### Records for the task
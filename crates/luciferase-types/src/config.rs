//! Configuration recognized by the spatial index, fault detector and
//! recovery orchestrator (§6 Configuration).

use luciferase_error::{LuciferaseError, Result};
use serde::{Deserialize, Serialize};

/// How an entity whose bounds straddle multiple tetrahedra at the insertion
/// level is recorded.
#[derive(Debug, Clone, Copy, PartialEq, Eq, Serialize, Deserialize)]
pub enum SpanningPolicy {
    /// Record the entity only at the node containing its center point.
    None,
    /// Record the entity only at the node containing its center point, same
    /// as `None` but kept distinct so future policies can diverge.
    Center,
    /// Record the entity in every node whose cell intersects its bounds
    /// (§4.2 spanning-entity policy). This is the default per the Open
    /// Questions resolution in DESIGN.md.
    FullBounds,
}

impl Default for SpanningPolicy {
    fn default() -> Self {
        Self::FullBounds
    }
}

/// Configuration for a single spatial index partition.
#[derive(Debug, Clone, Copy, Serialize, Deserialize)]
pub struct IndexConfig {
    pub max_entities_per_node: u32,
    pub max_depth: u8,
    pub spanning_policy: SpanningPolicy,
    pub max_refinement_level: u8,
    /// Margin `find_collisions` pads an entity's AABB by before range-querying
    /// for neighbors (§4.2): catches near-touching entities whose bounds
    /// don't yet overlap, not just ones that already do.
    pub collision_margin: f32,
}

impl Default for IndexConfig {
    fn default() -> Self {
        Self {
            max_entities_per_node: 10,
            max_depth: 21,
            spanning_policy: SpanningPolicy::default(),
            max_refinement_level: 21,
            collision_margin: 0.0,
        }
    }
}

impl IndexConfig {
    pub fn validate(&self) -> Result<()> {
        if self.max_entities_per_node == 0 {
            return Err(LuciferaseError::ConfigInvalid(
                "max_entities_per_node must be >= 1".into(),
            ));
        }
        if self.max_depth == 0 || self.max_depth > 21 {
            return Err(LuciferaseError::ConfigInvalid(
                "max_depth must be in 1..=21".into(),
            ));
        }
        if self.max_refinement_level > 21 {
            return Err(LuciferaseError::ConfigInvalid(
                "max_refinement_level must be <= 21".into(),
            ));
        }
        Ok(())
    }
}

/// Configuration for the fault detector and recovery orchestrator.
#[derive(Debug, Clone, Copy, Serialize, Deserialize)]
pub struct FaultToleranceConfig {
    pub heartbeat_interval_ms: u64,
    pub heartbeat_timeout_ms: u64,
    pub barrier_timeout_ms: u64,
    pub failure_confirmation_ms: u64,
    pub max_retries: u32,
    pub cascading_threshold: u32,
    pub recovery_timeout_ms: u64,
    pub enable_ghost_validation: bool,
}

impl Default for FaultToleranceConfig {
    fn default() -> Self {
        Self {
            heartbeat_interval_ms: 500,
            heartbeat_timeout_ms: 2000,
            barrier_timeout_ms: 5000,
            failure_confirmation_ms: 1000,
            max_retries: 3,
            cascading_threshold: 2,
            recovery_timeout_ms: 5000,
            enable_ghost_validation: true,
        }
    }
}

impl FaultToleranceConfig {
    pub fn validate(&self) -> Result<()> {
        if self.max_retries == 0 {
            return Err(LuciferaseError::ConfigInvalid(
                "max_retries must be >= 1".into(),
            ));
        }
        if self.failure_confirmation_ms == 0 {
            return Err(LuciferaseError::ConfigInvalid(
                "failure_confirmation_ms must be >= 1".into(),
            ));
        }
        if self.recovery_timeout_ms == 0 {
            return Err(LuciferaseError::ConfigInvalid(
                "recovery_timeout_ms must be >= 1".into(),
            ));
        }
        Ok(())
    }
}

/// Thresholds that drive operator alerts from the status monitor (§6).
#[derive(Debug, Clone, Copy, Serialize, Deserialize)]
pub struct AlertThresholds {
    /// Percentage (0-100) of partitions in FAILED state that triggers an
    /// alert.
    pub failed_partition_percent: f64,
    /// Floor below which the recovery success rate triggers an alert.
    pub recovery_success_rate_floor: f64,
    /// Ceiling above which detection latency triggers an alert.
    pub detection_latency_ceiling_ms: u64,
    /// Ceiling above which recovery latency triggers an alert.
    pub recovery_latency_ceiling_ms: u64,
}

impl Default for AlertThresholds {
    fn default() -> Self {
        Self {
            failed_partition_percent: 25.0,
            recovery_success_rate_floor: 0.5,
            detection_latency_ceiling_ms: 5_000,
            recovery_latency_ceiling_ms: 30_000,
        }
    }
}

### Work instruction
Your task is to copy each line of the entries that includes the word "containing".

### Exercise result
    /// Record the entity only at the node containing its center point.
    /// Record the entity only at the node containing its center point, same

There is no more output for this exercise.